On Windows, disks that Windows do not understand are being occasionally read. I find this beyond annoying. A Windows Server, not an intrusive 10/11 system, and not a Defender activity. Why?

On the other side, with FreeBSD, there are security-diagnostic scripts in cron running at 3AM default. On FreeBSD if a sporadic disk activity happens, I know it's 3 AM. And I expect absolutely 0 disk I/O towards drives that do not have a partition mounted on the OS.
 
They came in today and I did a quick benchmark using my USB 3 dock:
------------------------------------------------------------------------------
CrystalDiskMark 7.0.0 x64 (C) 2007-2019 hiyohiyo
Crystal Dew World: https://crystalmark.info/
------------------------------------------------------------------------------
* MB/s = 1,000,000 bytes/s [SATA/600 = 600,000,000 bytes/s]
* KB = 1000 bytes, KiB = 1024 bytes

[Read]
Sequential 1MiB (Q= 8, T= 1): 210.360 MB/s [ 200.6 IOPS] < 39711.19 us>
Sequential 1MiB (Q= 1, T= 1): 210.355 MB/s [ 200.6 IOPS] < 4979.52 us>
Random 4KiB (Q= 32, T=16): 1.201 MB/s [ 293.2 IOPS] <373256.57 us>
Random 4KiB (Q= 1, T= 1): 0.789 MB/s [ 192.6 IOPS] < 5177.64 us>

[Write]
Sequential 1MiB (Q= 8, T= 1): 210.685 MB/s [ 200.9 IOPS] < 39631.15 us>
Sequential 1MiB (Q= 1, T= 1): 210.764 MB/s [ 201.0 IOPS] < 4966.12 us>
Random 4KiB (Q= 32, T=16): 2.213 MB/s [ 540.3 IOPS] <316965.04 us>
Random 4KiB (Q= 1, T= 1): 1.662 MB/s [ 405.8 IOPS] < 2457.61 us>

Profile: Default
Test: 1 GiB (x5) [Interval: 5 sec] <DefaultAffinity=DISABLED>
Date: 2024/10/18 13:01:37
OS: Windows 7 Professional SP1 [6.1 Build 7601] (x64)
 
Newest Wintel I have has 500ish GB and 1TB platter disks, former for OS, latter for video game overflow. I probably boot the thing up once every couple of months to play a game online with a friend, but it is an old media PC from a house I was sharing with folks years ago. I wound up with it in the move out, now it just gets some game time every now and then, and occasional use for Windows programming experiments.
 
I still use spinning disks as the boot drives on most of my win10 systems(5 I think? Too many computers to be sure). Only my main workstation boots off NVME. And presumably the laptop work gave me, though I don't look much at that things hardware specs.

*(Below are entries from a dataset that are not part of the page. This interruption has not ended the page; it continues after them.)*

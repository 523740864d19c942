//! App Root Component
//!
//! Single page: targets, entry form, then the list and charts once there is
//! something to show.

use leptos::*;
use nutrition_tracker::tracker::Nutrient;

use crate::components::{EntryForm, FoodTable, IntakeChart, RequirementsPanel, Toast};
use crate::state::{provide_global_state, use_global_state};

/// Root application component
#[component]
pub fn App() -> impl IntoView {
    // Provide global state to all components
    provide_global_state();

    let state = use_global_state();
    let has_entries = create_memo(move |_| state.app.with(|s| !s.foods.is_empty()));

    view! {
        <div class="min-h-screen bg-gray-100 flex flex-col items-center p-6">
            <h1 class="text-3xl font-bold mb-6">"Nutrition Tracker"</h1>

            <RequirementsPanel />

            <EntryForm />

            <Show when=move || has_entries.get()>
                <div class="w-full mt-10 max-w-5xl">
                    <FoodTable />

                    {Nutrient::all()
                        .iter()
                        .map(|&nutrient| view! { <IntakeChart nutrient=nutrient /> })
                        .collect_view()}
                </div>
            </Show>

            // Storage failures
            <Toast />
        </div>
    }
}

It is in fact plenty fast enough, I notice little if any speed difference. At least on SATA. iDE is definitely slower.

the trick is you have to disable windows update. And I haven't gotten around to working out exactly which update does this. But one update introduces some sort of bug which creates a hidden background process that generates huge disk I/O. This hits all forms of storage(spinning, SSD, NVMe), and will destroy an NVMe drive within a few months if you get it. This is in fact why I only have one machine that boots of NVMe and a stack of dead NVMe drives. Spinning disks seem to handle the bug better.

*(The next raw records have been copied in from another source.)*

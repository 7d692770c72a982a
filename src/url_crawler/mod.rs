use reqwest::{
    header::{HeaderMap, HeaderValue, LOCATION, USER_AGENT},
    redirect::Policy,
    Client, Response,
};
use std::time::Duration;
use tracing::{debug, error, info, instrument, trace, warn};

use crate::error::ResolveError;
use crate::url_parser::parse_domain;

/// Sentinel returned when a shortened URL could not be resolved
pub const INCORRECT_URL: &str = "INCORRECT_URL";

// Constants for resolver configuration
const MAX_REDIRECTS: usize = 10;
const REQUEST_TIMEOUT: u64 = 10; // seconds
const REDIRECT_STATUSES: [u16; 5] = [301, 302, 303, 307, 308];

/// Host fragments of well-known URL shortening services
pub const DEFAULT_SHORTENERS: &[&str] = &[
    "tinyurl", "bit.ly", "goo.gl", "t.co", "ow.ly", "is.gd", "buff.ly", "shorte.st",
];

/// Configuration for shortener detection and redirect resolution
#[derive(Debug, Clone)]
pub struct ResolverConfig {
    /// Substrings matched against the URL host
    pub shorteners: Vec<String>,
    /// Timeout applied to each of the HEAD and GET attempts
    pub request_timeout: Duration,
    pub max_redirects: usize,
    pub user_agent: String,
}

impl ResolverConfig {
    /// Creates a new resolver configuration with default values
    pub fn new() -> Self {
        Self::default()
    }

    /// Sets the shortener host fragments
    ///
    /// Blank entries are dropped: an empty fragment would match every host.
    pub fn with_shorteners<I, S>(mut self, shorteners: I) -> Self
    where
        I: IntoIterator<Item = S>,
        S: Into<String>,
    {
        self.shorteners = shorteners
            .into_iter()
            .map(|s| s.into().trim().to_lowercase())
            .filter(|s| !s.is_empty())
            .collect();
        self
    }

    /// Sets the per-attempt request timeout
    pub fn with_request_timeout(mut self, timeout: Duration) -> Self {
        self.request_timeout = timeout;
        self
    }

    /// Sets the maximum number of redirect hops the transport follows
    pub fn with_max_redirects(mut self, max_redirects: usize) -> Self {
        self.max_redirects = max_redirects;
        self
    }

    /// Sets the user agent string
    pub fn with_user_agent(mut self, user_agent: impl Into<String>) -> Self {
        self.user_agent = user_agent.into();
        self
    }
}

impl Default for ResolverConfig {
    fn default() -> Self {
        Self {
            shorteners: DEFAULT_SHORTENERS.iter().map(|s| s.to_string()).collect(),
            request_timeout: Duration::from_secs(REQUEST_TIMEOUT),
            max_redirects: MAX_REDIRECTS,
            user_agent: "PhishScan/1.0".to_string(),
        }
    }
}

/// Expands shortened URLs to their destination
///
/// URLs whose host matches no shortener fragment are returned untouched
/// without any network traffic. Shortened URLs get a HEAD probe first and a
/// redirect-following GET if the probe yields no redirect location.
#[derive(Debug, Clone)]
pub struct RedirectResolver {
    config: ResolverConfig,
    head_client: Client,
    get_client: Client,
}

impl RedirectResolver {
    /// Builds the HTTP clients for the given configuration
    ///
    /// # Arguments
    /// * `config` - Resolver configuration
    ///
    /// # Returns
    /// * `Result<RedirectResolver, ResolveError>` - The resolver, or an error if a client cannot be built
    pub fn new(config: ResolverConfig) -> Result<Self, ResolveError> {
        debug!(
            "Initializing redirect resolver: {} shorteners, timeout={:?}, max_redirects={}",
            config.shorteners.len(),
            config.request_timeout,
            config.max_redirects
        );

        let mut headers = HeaderMap::new();
        if let Ok(value) = HeaderValue::from_str(&config.user_agent) {
            headers.insert(USER_AGENT, value);
        } else {
            warn!("Invalid user agent string '{}', sending none", config.user_agent);
        }

        // The probe stops in front of non-HTTP targets (upi://, intent://) so
        // their Location header can be reported instead of failing the fetch
        let max_redirects = config.max_redirects;
        let probe_policy = Policy::custom(move |attempt| {
            if attempt.previous().len() > max_redirects {
                attempt.error("too many redirects")
            } else if matches!(attempt.url().scheme(), "http" | "https") {
                attempt.follow()
            } else {
                attempt.stop()
            }
        });

        let head_client = Client::builder()
            .redirect(probe_policy)
            .timeout(config.request_timeout)
            .default_headers(headers.clone())
            .build()
            .map_err(ResolveError::Client)?;

        let get_client = Client::builder()
            .redirect(Policy::limited(config.max_redirects))
            .timeout(config.request_timeout)
            .default_headers(headers)
            .build()
            .map_err(ResolveError::Client)?;

        Ok(Self {
            config,
            head_client,
            get_client,
        })
    }

    /// Returns the active configuration
    pub fn config(&self) -> &ResolverConfig {
        &self.config
    }

    /// Whether the URL's host contains any configured shortener fragment
    pub fn is_shortened(&self, url: &str) -> bool {
        self.fetch_target(url).is_some()
    }

    // URL to fetch when the host is a shortener; scheme-less input gets https://
    fn fetch_target(&self, url: &str) -> Option<String> {
        let parsed = parse_domain(url).ok()?;
        let shortener = self
            .config
            .shorteners
            .iter()
            .find(|fragment| parsed.host.contains(fragment.as_str()))?;
        trace!("Host {} matches shortener '{}'", parsed.host, shortener);

        match parsed.scheme {
            Some(_) => Some(url.trim().to_string()),
            None => Some(format!("https://{}", url.trim())),
        }
    }

    /// Resolves a possibly shortened URL to its final destination
    ///
    /// Network failures are logged and collapsed into [`INCORRECT_URL`].
    ///
    /// # Arguments
    /// * `url` - The URL as received from the caller
    ///
    /// # Returns
    /// * `String` - The destination URL, the input unchanged, or `INCORRECT_URL`
    #[instrument(level = "debug", skip(self), fields(url = %url))]
    pub async fn resolve(&self, url: &str) -> String {
        let Some(target) = self.fetch_target(url) else {
            trace!("No shortener host, skipping resolution");
            return url.to_string();
        };

        match self.try_resolve(&target).await {
            Ok(resolved) => {
                info!("Resolved shortened URL {} -> {}", url, resolved);
                resolved
            }
            Err(e) => {
                warn!("Failed to resolve shortened URL {}: {}", url, e);
                INCORRECT_URL.to_string()
            }
        }
    }

    /// Performs the HEAD probe and GET fallback against a shortener URL
    ///
    /// # Arguments
    /// * `url` - Absolute URL of the shortener link
    ///
    /// # Returns
    /// * `Result<String, ResolveError>` - The destination URL or the network error
    pub async fn try_resolve(&self, url: &str) -> Result<String, ResolveError> {
        debug!("Sending HEAD request to {}", url);
        let head = self
            .head_client
            .head(url)
            .send()
            .await
            .map_err(|source| request_error(url, source))?;

        debug!("HEAD response status: {}", head.status());
        if let Some(location) = redirect_location(&head)? {
            debug!("Found redirect location: {}", location);
            return Ok(location);
        }

        debug!("No redirect location from HEAD, falling back to GET for {}", url);
        let get = self
            .get_client
            .get(url)
            .send()
            .await
            .map_err(|source| request_error(url, source))?;

        debug!("GET finished at {} with status {}", get.url(), get.status());
        Ok(get.url().to_string())
    }
}

// Location header of a redirect response, made absolute against the response URL
fn redirect_location(resp: &Response) -> Result<Option<String>, ResolveError> {
    if !REDIRECT_STATUSES.contains(&resp.status().as_u16()) {
        return Ok(None);
    }
    let Some(location) = resp.headers().get(LOCATION) else {
        warn!("Redirect status {} without Location header at {}", resp.status(), resp.url());
        return Ok(None);
    };
    let location = location.to_str().map_err(|e| {
        error!("Invalid redirect location header: {}", e);
        ResolveError::InvalidLocation
    })?;

    match resp.url().join(location) {
        Ok(absolute) => Ok(Some(absolute.to_string())),
        Err(e) => {
            trace!("Could not join location '{}' onto {}: {}", location, resp.url(), e);
            Ok(Some(location.to_string()))
        }
    }
}

fn request_error(url: &str, source: reqwest::Error) -> ResolveError {
    error!("Request to {} failed: {}", url, source);
    ResolveError::Request {
        url: url.to_string(),
        source,
    }
}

I have been slowly converting systems away from windows 10 as a result. Server 2022 doesn't seem to have the bug. And 7 obviously don't.
 
I've been using mSATA to IDE adapters in the old (1990s) laptops. I haven't really done any speed test, I just like that they're silent. But the supply of <2GB mSATA's might be dwindling? (larger capacity might still be in production).

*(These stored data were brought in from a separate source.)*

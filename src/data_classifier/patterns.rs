use once_cell::sync::Lazy;
use regex::Regex;

/// Dotted-quad lookalike anywhere in the URL
pub static IPV4_REGEX: Lazy<Regex> = Lazy::new(|| {
    Regex::new(r"\d+\.\d+\.\d+\.\d+")
        .unwrap()
});

// Matched case-insensitively against the whole URL
pub const SUSPICIOUS_KEYWORDS: &[&str] = &["login", "secure", "bank", "verify", "update"];
pub const SCRIPT_EXTENSIONS: &[&str] = &["php", "asp", "jsp"];
pub const EXECUTABLE_EXTENSIONS: &[&str] = &[".exe", ".zip", ".rar", ".apk"];
pub const PROMO_KEYWORDS: &[&str] = &["free", "offer", "win"];
pub const REDIRECT_KEYWORD: &str = "redirect";

/// Decimal digits (Unicode Nd), not fractions or roman numerals
pub static DIGIT_REGEX: Lazy<Regex> = Lazy::new(|| {
    Regex::new(r"\p{Nd}").unwrap()
});

/// Letters (Unicode L*), not letter-like numerals
pub static LETTER_REGEX: Lazy<Regex> = Lazy::new(|| {
    Regex::new(r"\p{L}").unwrap()
});

/// Whether `haystack` contains any of `needles`
pub fn contains_any(haystack: &str, needles: &[&str]) -> bool {
    needles.iter().any(|needle| haystack.contains(needle))
}
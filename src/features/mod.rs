//! URL feature extraction for the classifier.

pub mod entropy;
pub mod extractor;
pub mod layout;
pub mod vector;

pub use entropy::shannon_entropy;
pub use extractor::extract_features;
pub use layout::{FEATURE_COUNT, FEATURE_LAYOUT};
pub use vector::FeatureVector;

For astronomy and bulk archive - yeah, 30TB of mechanical drives, mostly 2TB size, a few 4TB's. Am using 4TB NVM in the modern laptops - so far without issue after a couple years now. But I do worry - that SSD (mSATA or NVM) is a sudden death/all data loss when they go out. While mechanicals will start giving a little bit of warning and maybe lose a few files. I haven't had a full on head-into-platter hard drive crash since the mid 1990s.

Is CompactFlash still in production? I still make use of those in the XT-IDE controller card.